Síndrome do Pânico é o medo de sentir medo

AMÉRICO CANHOTO

Temos recebido através do Jornal dos Espíritos indagações a respeito do conjunto de sensações e sintomas que foi denominado Síndrome do Pânico (quase elevado à condição de doença). Recomendamos que antes, o amigo leia (melhor: estude) o artigo da doutora Valdeniza Sire Savino de 3 de janeiro de 2007 - http://www.jornaldosespiritos.com/2007.3/col32.1.htm - para inteirar-se do problema SP (assinamos em baixo e aprendemos muito com tudo que está ali colocado). A idéia de “trocarmos figurinhas” sobre o assunto, foi oferecida por um leitor que sofreu de Síndrome do Pânico, sua sugestão: que as dúvidas de outros leitores fossem respondidas em conjunto e sob a ótica espírita.

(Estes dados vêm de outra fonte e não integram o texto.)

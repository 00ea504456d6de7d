pub mod active_path;
pub mod shift;
pub mod status;
pub mod watch;
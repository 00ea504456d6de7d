//! Sync between an editor and the Code Awareness local service
//!
//! - `SyncScheduler` spaces out refreshes of each file
//! - `Workspace` runs the per-file pipeline: fetch peer data, aggregate it,
//!   keep markers in place across local edits, and hand results to the
//!   editor's collaborators

pub mod error;
pub mod scheduler;
pub mod workspace;

pub use error::SyncError;
pub use scheduler::{SyncScheduler, Trigger};
pub use workspace::{
    Collaborators, Decorator, DiffTarget, FileDecorations, Reaction, RefreshStream, ScmRegistrar,
    SessionStore, Workspace,
};
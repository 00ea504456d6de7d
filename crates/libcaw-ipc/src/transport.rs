//! Reconnecting transport to the local service
//!
//! One background task owns the socket. It reconnects with capped
//! exponential backoff until disposed, queues outbound frames while the
//! socket is down, and forwards every decoded inbound frame on a channel.

use std::io;
use std::path::{Path, PathBuf};
use std::time::Duration;

use tokio::io::{AsyncRead, AsyncReadExt, AsyncWrite, AsyncWriteExt};
use tokio::sync::{mpsc, watch};
use tracing::{debug, info, warn};

use crate::error::IpcError;
use crate::frame::{Frame, FrameBuffer};

const READ_CHUNK: usize = 64 * 1024;

/// Inbound frames, in arrival order
pub type FrameStream = mpsc::UnboundedReceiver<Frame>;

#[derive(Debug, Clone, Copy, PartialEq, Eq)]
pub enum ConnectionState {
    Connecting,
    Connected,
    Disconnected,
    /// Disposed, or out of retries. Terminal.
    Closed,
}

#[derive(Debug, Clone)]
pub struct TransportConfig {
    /// Socket (or named pipe) path
    pub path: PathBuf,
    /// First reconnect delay
    pub retry_initial: Duration,
    /// Upper bound for the reconnect delay
    pub retry_max: Duration,
    /// Reconnect attempts before giving up; `None` retries forever
    pub max_retries: Option<u32>,
}

impl TransportConfig {
    pub fn new(path: impl Into<PathBuf>) -> Self {
        Self {
            path: path.into(),
            retry_initial: Duration::from_millis(libcaw_core::config::DEFAULT_RETRY_INITIAL_MS),
            retry_max: Duration::from_millis(libcaw_core::config::DEFAULT_RETRY_MAX_MS),
            max_retries: None,
        }
    }
}

/// Handle to a reconnecting connection
#[derive(Debug)]
pub struct Transport {
    path: PathBuf,
    outbound: mpsc::UnboundedSender<Vec<u8>>,
    state_rx: watch::Receiver<ConnectionState>,
    shutdown_tx: watch::Sender<bool>,
}

impl Transport {
    /// Start connecting in the background. Must be called inside a tokio
    /// runtime.
    pub fn connect(config: TransportConfig) -> (Self, FrameStream) {
        let (outbound, outbound_rx) = mpsc::unbounded_channel();
        let (frames_tx, frames_rx) = mpsc::unbounded_channel();
        let (state_tx, state_rx) = watch::channel(ConnectionState::Connecting);
        let (shutdown_tx, shutdown_rx) = watch::channel(false);

        let transport = Self {
            path: config.path.clone(),
            outbound,
            state_rx,
            shutdown_tx,
        };

        tokio::spawn(run(config, outbound_rx, frames_tx, state_tx, shutdown_rx));

        (transport, frames_rx)
    }

    pub fn path(&self) -> &Path {
        &self.path
    }

    /// Queue a frame. It is written as soon as the socket is up.
    pub fn send(&self, frame: &Frame) -> Result<(), IpcError> {
        if self.is_disposed() {
            return Err(IpcError::Disposed);
        }
        let bytes = frame.encode()?;
        debug!(action = %frame.action, aid = ?frame.aid, "Queueing frame");
        self.outbound.send(bytes).map_err(|_| IpcError::Closed)
    }

    pub fn state(&self) -> ConnectionState {
        *self.state_rx.borrow()
    }

    pub fn subscribe_state(&self) -> watch::Receiver<ConnectionState> {
        self.state_rx.clone()
    }

    /// Wait until the socket is connected
    pub async fn wait_ready(&self) -> Result<(), IpcError> {
        let mut rx = self.state_rx.clone();
        loop {
            match *rx.borrow_and_update() {
                ConnectionState::Connected => return Ok(()),
                ConnectionState::Closed => return Err(IpcError::Closed),
                _ => {}
            }
            rx.changed().await.map_err(|_| IpcError::Closed)?;
        }
    }

    pub fn is_disposed(&self) -> bool {
        *self.shutdown_tx.borrow()
    }

    /// Stop the connection for good. Queued frames are discarded.
    pub fn dispose(&self) {
        self.shutdown_tx.send_replace(true);
    }
}

impl Drop for Transport {
    fn drop(&mut self) {
        self.dispose();
    }
}

/// Capped exponential backoff
#[derive(Debug)]
struct Backoff {
    initial: Duration,
    max: Duration,
    current: Duration,
}

impl Backoff {
    fn new(initial: Duration, max: Duration) -> Self {
        Self {
            initial,
            max: max.max(initial),
            current: initial,
        }
    }

    fn next_delay(&mut self) -> Duration {
        let delay = self.current;
        self.current = self.current.saturating_mul(2).min(self.max);
        delay
    }

    fn reset(&mut self) {
        self.current = self.initial;
    }
}

enum Outcome {
    /// Socket closed or failed; reconnect
    Lost(IpcError),
    /// Disposed, or nobody is listening any more
    Stop,
}

async fn run(
    config: TransportConfig,
    mut outbound_rx: mpsc::UnboundedReceiver<Vec<u8>>,
    frames_tx: mpsc::UnboundedSender<Frame>,
    state_tx: watch::Sender<ConnectionState>,
    mut shutdown_rx: watch::Receiver<bool>,
) {
    let mut backoff = Backoff::new(config.retry_initial, config.retry_max);
    let mut retries: u32 = 0;
    let mut unsent: Option<Vec<u8>> = None;

    loop {
        if shutdown_signalled(&shutdown_rx) {
            break;
        }
        state_tx.send_replace(ConnectionState::Connecting);

        match open_stream(&config.path).await {
            Ok(stream) => {
                info!(path = %config.path.display(), "Connected to local service");
                retries = 0;
                backoff.reset();
                state_tx.send_replace(ConnectionState::Connected);

                match serve(stream, &mut outbound_rx, &frames_tx, &mut shutdown_rx, &mut unsent).await {
                    Outcome::Stop => break,
                    Outcome::Lost(e) => {
                        info!(path = %config.path.display(), reason = %e, "Local service connection closed");
                    }
                }
            }
            Err(e) => {
                let e = IpcError::ConnectionFailed(e.to_string());
                warn!(path = %config.path.display(), error = %e, "Failed to connect to local service");
            }
        }

        state_tx.send_replace(ConnectionState::Disconnected);

        if let Some(max) = config.max_retries {
            if retries >= max {
                warn!(
                    path = %config.path.display(),
                    max_retries = max,
                    "Exceeded the maximum reconnect attempts"
                );
                break;
            }
        }
        retries += 1;

        let delay = backoff.next_delay();
        debug!(path = %config.path.display(), delay_ms = delay.as_millis() as u64, retries, "Reconnecting");
        tokio::select! {
            _ = tokio::time::sleep(delay) => {}
            _ = wait_for_shutdown(&mut shutdown_rx) => break,
        }
    }

    state_tx.send_replace(ConnectionState::Closed);
    debug!(path = %config.path.display(), "Transport stopped");
}

async fn serve<S>(
    stream: S,
    outbound_rx: &mut mpsc::UnboundedReceiver<Vec<u8>>,
    frames_tx: &mpsc::UnboundedSender<Frame>,
    shutdown_rx: &mut watch::Receiver<bool>,
    unsent: &mut Option<Vec<u8>>,
) -> Outcome
where
    S: AsyncRead + AsyncWrite,
{
    let (mut reader, mut writer) = tokio::io::split(stream);

    if let Some(bytes) = unsent.take() {
        if let Err(e) = writer.write_all(&bytes).await {
            *unsent = Some(bytes);
            return Outcome::Lost(e.into());
        }
    }

    let mut buffer = FrameBuffer::new();
    let mut chunk = vec![0u8; READ_CHUNK];

    loop {
        tokio::select! {
            _ = wait_for_shutdown(shutdown_rx) => return Outcome::Stop,

            read = reader.read(&mut chunk) => match read {
                Ok(0) => return Outcome::Lost(io::Error::from(io::ErrorKind::UnexpectedEof).into()),
                Ok(n) => {
                    buffer.push(&chunk[..n]);
                    for result in buffer.drain() {
                        match result {
                            Ok(frame) => {
                                if frames_tx.send(frame).is_err() {
                                    return Outcome::Stop;
                                }
                            }
                            Err(e) => warn!(error = %e, "Dropping frame"),
                        }
                    }
                }
                Err(e) => return Outcome::Lost(e.into()),
            },

            next = outbound_rx.recv() => match next {
                Some(bytes) => {
                    if let Err(e) = writer.write_all(&bytes).await {
                        *unsent = Some(bytes);
                        return Outcome::Lost(e.into());
                    }
                }
                None => return Outcome::Stop,
            },
        }
    }
}

fn shutdown_signalled(rx: &watch::Receiver<bool>) -> bool {
    *rx.borrow() || rx.has_changed().is_err()
}

/// Resolves once dispose was called or the handle was dropped
async fn wait_for_shutdown(rx: &mut watch::Receiver<bool>) {
    loop {
        if *rx.borrow_and_update() {
            return;
        }
        if rx.changed().await.is_err() {
            return;
        }
    }
}

#[cfg(unix)]
async fn open_stream(path: &Path) -> io::Result<tokio::net::UnixStream> {
    tokio::net::UnixStream::connect(path).await
}

#[cfg(windows)]
async fn open_stream(
    path: &Path,
) -> io::Result<tokio::net::windows::named_pipe::NamedPipeClient> {
    tokio::net::windows::named_pipe::ClientOptions::new().open(path)
}
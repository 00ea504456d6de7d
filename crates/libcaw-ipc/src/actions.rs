//! Action names understood by the local service

pub const AUTH_INFO: &str = "auth:info";
pub const AUTH_LOGIN: &str = "auth:login";
pub const AUTH_LOGOUT: &str = "auth:logout";
pub const AUTH_DISCONNECT: &str = "auth:disconnect";
pub const CLIENT_ID: &str = "clientId";
pub const REPO_ACTIVE_PATH: &str = "repo:active-path";
pub const REPO_GET_TMP_DIR: &str = "repo:get-tmp-dir";
pub const REPO_DIFF_BRANCH: &str = "repo:diff-branch";
pub const REPO_DIFF_PEER: &str = "repo:diff-peer";
pub const REPO_CYCLE_BLOCK: &str = "repo:cycle-block";
pub const SYNC_SETUP: &str = "sync:setup";

/// Domain an action is routed to: the auth namespace goes to the wildcard
/// domain, everything else to the code domain
pub fn domain_for(action: &str) -> &'static str {
    if action.starts_with("auth:") {
        crate::WILDCARD_DOMAIN
    } else {
        crate::CODE_DOMAIN
    }
}
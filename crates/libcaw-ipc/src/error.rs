//! IPC error types

use thiserror::Error;

/// Errors that can occur during IPC operations.
///
/// Connection failures are retried inside the transport and never reach a
/// caller of `transmit`; they only show up as latency, or as `Timeout`.
#[derive(Error, Debug)]
pub enum IpcError {
    /// Connection failed
    #[error("Connection failed: {0}")]
    ConnectionFailed(String),

    /// Frame could not be decoded
    #[error("Protocol error: {0}")]
    Protocol(String),

    /// Request timed out
    #[error("Request {action} timed out after {ms}ms")]
    Timeout { action: String, ms: u64 },

    /// Local service answered with an error frame
    #[error("Local service error for {action}: {data}")]
    Remote {
        action: String,
        data: serde_json::Value,
    },

    /// Client was disposed while the request was pending
    #[error("Client disposed")]
    Disposed,

    /// Transport gave up reconnecting
    #[error("Transport closed")]
    Closed,

    /// IO error
    #[error("IO error: {0}")]
    Io(#[from] std::io::Error),

    /// JSON error
    #[error("JSON error: {0}")]
    Json(#[from] serde_json::Error),
}

impl IpcError {
    pub fn is_timeout(&self) -> bool {
        matches!(self, IpcError::Timeout { .. })
    }

    pub fn is_remote(&self) -> bool {
        matches!(self, IpcError::Remote { .. })
    }
}

impl From<IpcError> for libcaw_core::CawError {
    fn from(e: IpcError) -> Self {
        libcaw_core::CawError::Ipc(e.to_string())
    }
}
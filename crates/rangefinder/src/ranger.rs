//! Single trigger/echo ultrasonic ranger.

use std::sync::Arc;
use std::time::Duration;

use tracing::{debug, info, warn};

use crate::capture::{EdgeCapture, SharedCapture};
use crate::error::{RangingError, Result};
use crate::gpio::{Gpio, Level, PinClaim, PinMode, Subscription};

/// Longest a [`Ranger::read`] waits for an echo by default.
pub const DEFAULT_TIMEOUT: Duration = Duration::from_secs(5);

/// Round trip reported when no echo arrives, in microseconds.
pub const TIMEOUT_SENTINEL_US: u32 = 20_000;

/// Width of the trigger pulse.
pub const TRIGGER_PULSE: Duration = Duration::from_micros(10);

/// Speed of sound used for conversions, in cm/s.
pub const SPEED_OF_SOUND_CM_S: f64 = 34_330.0;

/// Convert a round-trip time to a one-way distance in metres.
///
/// `(duration / 2) / 1e6 * speed_cm_s / 100`
pub fn round_trip_to_meters(duration_us: u32, speed_cm_s: f64) -> f64 {
    (duration_us as f64 / 2.0) / 1_000_000.0 * speed_cm_s / 100.0
}

/// Tuning for a [`Ranger`].
#[derive(Debug, Clone, Copy, PartialEq)]
pub struct RangerConfig {
    /// How long `read` waits for the echo.
    pub timeout: Duration,
    /// Value returned for "no echo / out of range".
    pub sentinel_us: u32,
    /// Echo widths at or above this are reported as the sentinel.
    pub ceiling_us: Option<u32>,
    /// Trigger pulse width.
    pub pulse_width: Duration,
    /// Speed of sound in cm/s.
    pub speed_of_sound_cm_s: f64,
}

impl Default for RangerConfig {
    fn default() -> Self {
        RangerConfig {
            timeout: DEFAULT_TIMEOUT,
            sentinel_us: TIMEOUT_SENTINEL_US,
            ceiling_us: None,
            pulse_width: TRIGGER_PULSE,
            speed_of_sound_cm_s: SPEED_OF_SOUND_CM_S,
        }
    }
}

impl RangerConfig {
    /// Check the values are usable.
    pub fn validate(&self) -> Result<()> {
        if self.speed_of_sound_cm_s <= 0.0 {
            return Err(RangingError::InvalidConfig("speed of sound must be positive"));
        }
        if self.pulse_width.is_zero() {
            return Err(RangingError::InvalidConfig("trigger pulse width must be non-zero"));
        }
        if self.ceiling_us == Some(0) {
            return Err(RangingError::InvalidConfig("echo ceiling must be positive"));
        }
        Ok(())
    }
}

/// An HC-SR04 style sensor with separate trigger and echo pins.
///
/// A pulse on the trigger starts a ping; the echo pin then stays high for
/// the sonar round trip. Edges are captured through backend callbacks.
///
/// `read` takes `&mut self`, so one ranger never has two pings in flight.
pub struct Ranger {
    gpio: Arc<dyn Gpio>,
    trigger: PinClaim,
    echo: PinClaim,
    capture: SharedCapture,
    subscriptions: Vec<Subscription>,
    config: RangerConfig,
    active: bool,
}

impl Ranger {
    /// Claim the pins and start listening for edges.
    pub fn new(gpio: Arc<dyn Gpio>, trigger_pin: u8, echo_pin: u8, config: RangerConfig) -> Result<Self> {
        config.validate()?;
        let trigger = PinClaim::new(Arc::clone(&gpio), trigger_pin, PinMode::Output)?;
        trigger.write(Level::Low)?;
        let echo = PinClaim::new(Arc::clone(&gpio), echo_pin, PinMode::Input)?;

        let mut edge_capture = EdgeCapture::new(trigger_pin, echo_pin);
        if let Some(ceiling) = config.ceiling_us {
            edge_capture = edge_capture.with_ceiling(ceiling);
        }
        let capture = SharedCapture::new(edge_capture);

        let mut subscriptions = Vec::with_capacity(2);
        for pin in [trigger_pin, echo_pin] {
            let capture = capture.clone();
            subscriptions.push(Subscription::new(Arc::clone(&gpio), pin, move |ev| {
                capture.handle_edge(ev)
            })?);
        }

        info!(trigger_pin, echo_pin, timeout = ?config.timeout, "Ranger ready");
        Ok(Ranger { gpio, trigger, echo, capture, subscriptions, config, active: true })
    }

    /// Trigger pin number.
    pub fn trigger_pin(&self) -> u8 {
        self.trigger.pin()
    }

    /// Echo pin number.
    pub fn echo_pin(&self) -> u8 {
        self.echo.pin()
    }

    /// Configuration in use.
    pub fn config(&self) -> &RangerConfig {
        &self.config
    }

    /// `false` once cancelled.
    pub fn is_active(&self) -> bool {
        self.active
    }

    /// Ping and wait for the round trip, in microseconds.
    ///
    /// Returns the sentinel when no echo arrives within the timeout and
    /// `None` after [`Ranger::cancel`].
    pub fn read(&mut self) -> Option<u32> {
        self.read_within(self.config.timeout)
    }

    /// Like [`Ranger::read`] with an explicit wait bound.
    pub fn read_within(&mut self, timeout: Duration) -> Option<u32> {
        if !self.active {
            return None;
        }
        let before = self.capture.generation();
        if !self.pulse() {
            return Some(self.config.sentinel_us);
        }

        match self.capture.wait_newer(before, timeout) {
            Some(m) if m.out_of_range => {
                debug!(pin = self.echo.pin(), duration_us = m.duration_us, "Echo out of range");
                Some(self.config.sentinel_us)
            }
            Some(m) => {
                debug!(pin = self.echo.pin(), duration_us = m.duration_us, "Echo");
                Some(m.duration_us)
            }
            None => {
                warn!(pin = self.echo.pin(), ?timeout, "No echo before timeout");
                Some(self.config.sentinel_us)
            }
        }
    }

    /// Ping and return the distance in metres.
    pub fn read_distance(&mut self) -> Option<f64> {
        self.read().map(|d| self.to_meters(d))
    }

    /// Emit one trigger pulse without waiting. Returns `false` if the
    /// ranger is cancelled or the backend refused the pulse.
    pub fn pulse(&mut self) -> bool {
        if !self.active {
            return false;
        }
        match self.gpio.trigger(self.trigger.pin(), self.config.pulse_width, Level::High) {
            Ok(()) => true,
            Err(e) => {
                warn!(pin = self.trigger.pin(), error = %e, "Trigger pulse failed");
                false
            }
        }
    }

    /// Most recent round trip without pinging: the sentinel if nothing has
    /// been measured yet or the last echo was out of range, `None` after
    /// cancel.
    pub fn last(&self) -> Option<u32> {
        if !self.active {
            return None;
        }
        Some(match self.capture.latest() {
            Some(m) if !m.out_of_range => m.duration_us,
            _ => self.config.sentinel_us,
        })
    }

    /// Convert a round trip to metres with this ranger's speed of sound.
    pub fn to_meters(&self, duration_us: u32) -> f64 {
        round_trip_to_meters(duration_us, self.config.speed_of_sound_cm_s)
    }

    #[cfg(test)]
    fn capture(&self) -> &SharedCapture {
        &self.capture
    }

    /// Stop listening and put the pins back in their prior modes. Further
    /// calls do nothing; reads afterwards return `None`.
    pub fn cancel(&mut self) {
        if !self.active {
            return;
        }
        self.active = false;
        for sub in self.subscriptions.iter_mut() {
            sub.cancel();
        }
        self.trigger.release();
        self.echo.release();
        info!(trigger_pin = self.trigger.pin(), echo_pin = self.echo.pin(), "Ranger cancelled");
    }
}

impl Drop for Ranger {
    fn drop(&mut self) {
        self.cancel();
    }
}

#[cfg(test)]
mod tests {
    use super::*;
    use crate::sim::SimGpio;
    use std::time::Instant;

    const EPSILON: f64 = 1e-6;
    const TRIG: u8 = 18;
    const ECHO: u8 = 24;

    fn quick() -> RangerConfig {
        RangerConfig { timeout: Duration::from_millis(20), ..RangerConfig::default() }
    }

    #[test]
    fn test_distance_formula() {
        // (5800 / 2) / 1e6 * 34330 / 100
        assert!((round_trip_to_meters(5800, SPEED_OF_SOUND_CM_S) - 0.99557).abs() < EPSILON);
        assert!((round_trip_to_meters(TIMEOUT_SENTINEL_US, SPEED_OF_SOUND_CM_S) - 3.433).abs() < EPSILON);
        assert_eq!(round_trip_to_meters(0, SPEED_OF_SOUND_CM_S), 0.0);
    }

    #[test]
    fn test_config_validation() {
        assert!(RangerConfig::default().validate().is_ok());
        let bad = RangerConfig { speed_of_sound_cm_s: 0.0, ..RangerConfig::default() };
        assert!(matches!(bad.validate(), Err(RangingError::InvalidConfig(_))));
        let bad = RangerConfig { ceiling_us: Some(0), ..RangerConfig::default() };
        assert!(bad.validate().is_err());
    }

    #[test]
    fn test_read_returns_duration() {
        let sim = Arc::new(SimGpio::new());
        sim.script_echoes(TRIG, ECHO, vec![Some(5800), Some(1200)]);
        let mut ranger = Ranger::new(sim.clone(), TRIG, ECHO, quick()).unwrap();

        assert_eq!(sim.mode(TRIG).unwrap(), PinMode::Output);
        assert_eq!(sim.mode(ECHO).unwrap(), PinMode::Input);
        assert_eq!(ranger.last(), Some(TIMEOUT_SENTINEL_US));

        assert_eq!(ranger.read(), Some(5800));
        assert_eq!(ranger.last(), Some(5800));
        let d = ranger.read_distance().unwrap();
        assert!((d - round_trip_to_meters(1200, SPEED_OF_SOUND_CM_S)).abs() < EPSILON);
        assert_eq!(sim.trigger_count(TRIG), 2);
    }

    #[test]
    fn test_no_echo_returns_sentinel() {
        let sim = Arc::new(SimGpio::new());
        sim.script_echoes(TRIG, ECHO, vec![None]);
        let mut ranger = Ranger::new(sim.clone(), TRIG, ECHO, quick()).unwrap();

        let started = Instant::now();
        assert_eq!(ranger.read(), Some(TIMEOUT_SENTINEL_US));
        assert!(started.elapsed() >= Duration::from_millis(20));
    }

    #[test]
    fn test_ceiling_reports_sentinel() {
        let sim = Arc::new(SimGpio::new());
        sim.script_echoes(TRIG, ECHO, vec![Some(23_508), Some(23_509), Some(40_000)]);
        let config = RangerConfig { ceiling_us: Some(23_509), sentinel_us: 23_509, ..quick() };
        let mut ranger = Ranger::new(sim.clone(), TRIG, ECHO, config).unwrap();

        assert_eq!(ranger.read(), Some(23_508));
        assert_eq!(ranger.read(), Some(23_509));
        assert_eq!(ranger.read(), Some(23_509));
    }

    #[test]
    fn test_trigger_failure_reports_sentinel() {
        let sim = Arc::new(SimGpio::new());
        let mut ranger = Ranger::new(sim.clone(), TRIG, ECHO, quick()).unwrap();
        sim.set_faulty(TRIG, true);
        assert_eq!(ranger.read(), Some(TIMEOUT_SENTINEL_US));
        sim.set_faulty(TRIG, false);
    }

    #[test]
    fn test_cancel_restores_and_reads_none() {
        let sim = Arc::new(SimGpio::new());
        sim.set_mode(TRIG, PinMode::Alt(0)).unwrap();
        let mut ranger = Ranger::new(sim.clone(), TRIG, ECHO, quick()).unwrap();
        assert_eq!(sim.watcher_count(TRIG), 1);
        assert_eq!(sim.watcher_count(ECHO), 1);

        ranger.cancel();
        assert!(!ranger.is_active());
        assert_eq!(ranger.read(), None);
        assert_eq!(ranger.last(), None);
        assert!(!ranger.pulse());
        assert_eq!(sim.watcher_count(TRIG), 0);
        assert_eq!(sim.watcher_count(ECHO), 0);
        assert_eq!(sim.mode(TRIG).unwrap(), PinMode::Alt(0));
        ranger.cancel();
    }

    #[test]
    fn test_drop_releases_callbacks() {
        let sim = Arc::new(SimGpio::new());
        {
            let _ranger = Ranger::new(sim.clone(), TRIG, ECHO, quick()).unwrap();
            assert_eq!(sim.watcher_count(ECHO), 1);
        }
        assert_eq!(sim.watcher_count(ECHO), 0);
    }

    #[test]
    fn test_echo_from_dispatch_thread() {
        let sim = Arc::new(SimGpio::new());
        let config = RangerConfig { timeout: Duration::from_secs(5), ..RangerConfig::default() };
        let mut ranger = Ranger::new(sim.clone(), TRIG, ECHO, config).unwrap();

        let remote = Arc::clone(&sim);
        let handle = std::thread::spawn(move || {
            std::thread::sleep(Duration::from_millis(15));
            remote.inject_at(ECHO, Level::High, 100_000);
            remote.inject_at(ECHO, Level::Low, 102_900);
        });
        let started = Instant::now();
        assert_eq!(ranger.read(), Some(2900));
        assert!(started.elapsed() < Duration::from_secs(5));
        handle.join().unwrap();
    }

    #[test]
    fn test_late_echo_not_attributed_to_next_ping() {
        let sim = Arc::new(SimGpio::new());
        sim.script_echoes(TRIG, ECHO, vec![None, Some(600)]);
        let mut ranger = Ranger::new(sim.clone(), TRIG, ECHO, quick()).unwrap();

        // First ping times out; its echo then rises late and never falls.
        assert_eq!(ranger.read(), Some(TIMEOUT_SENTINEL_US));
        sim.inject(ECHO, Level::High);

        // Second ping gets its own echo, and the first pulse's tail is dropped.
        assert_eq!(ranger.read(), Some(600));
        sim.inject(ECHO, Level::Low);
        assert_eq!(ranger.last(), Some(600));
        assert_eq!(ranger.capture().latest().unwrap().generation, 2);
    }
}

Nesse caso, achamos por bem dar nossa contribuição pessoal na forma de possíveis questionamentos, com base na nossa experiência como médico de famílias e homeopata, tarefeiro (que adora aplicar passes, bater papo com desencarnados nas tarefas de assistência espiritual), divulgador a serviço da Doutrina dos Espíritos e coordenador de um grupo de trabalho no Centro Espírita “Mãos Unidas” em São Bernardo do Campo voltado para a problemática do estresse crônico: depressão, angústia, distimia e pânico à luz da Doutrina Espírita (um grupo experimental recente, com apenas 23 meses) como vários outros que se formam aqui e ali; nossa tarefa recebeu a denominação de “Mãos Estendidas” que é integrante do grupo assistencial “Mãos unidas” sob o comando das falanges socorristas de Maria de Nazaré. Outro dia, numa feira de livros em Sertãozinho (SP) tive a felicidade de conhecer um grupo que atua nas mesmas circunstâncias, cujo nome é muito lindo e sugestivo: “Oficina das Emoções”, cremos que em todos os centros espíritas esse tipo de tarefa vai proliferar, mesmo que inicialmente com dificuldades e tropeços próprios dos militantes da Doutrina Espírita (orgulho, melindres, farisaísmo etc). Estamos coletando e preparando material para divulgar como funciona esse nosso trabalho, pois cada um tem suas particularidades.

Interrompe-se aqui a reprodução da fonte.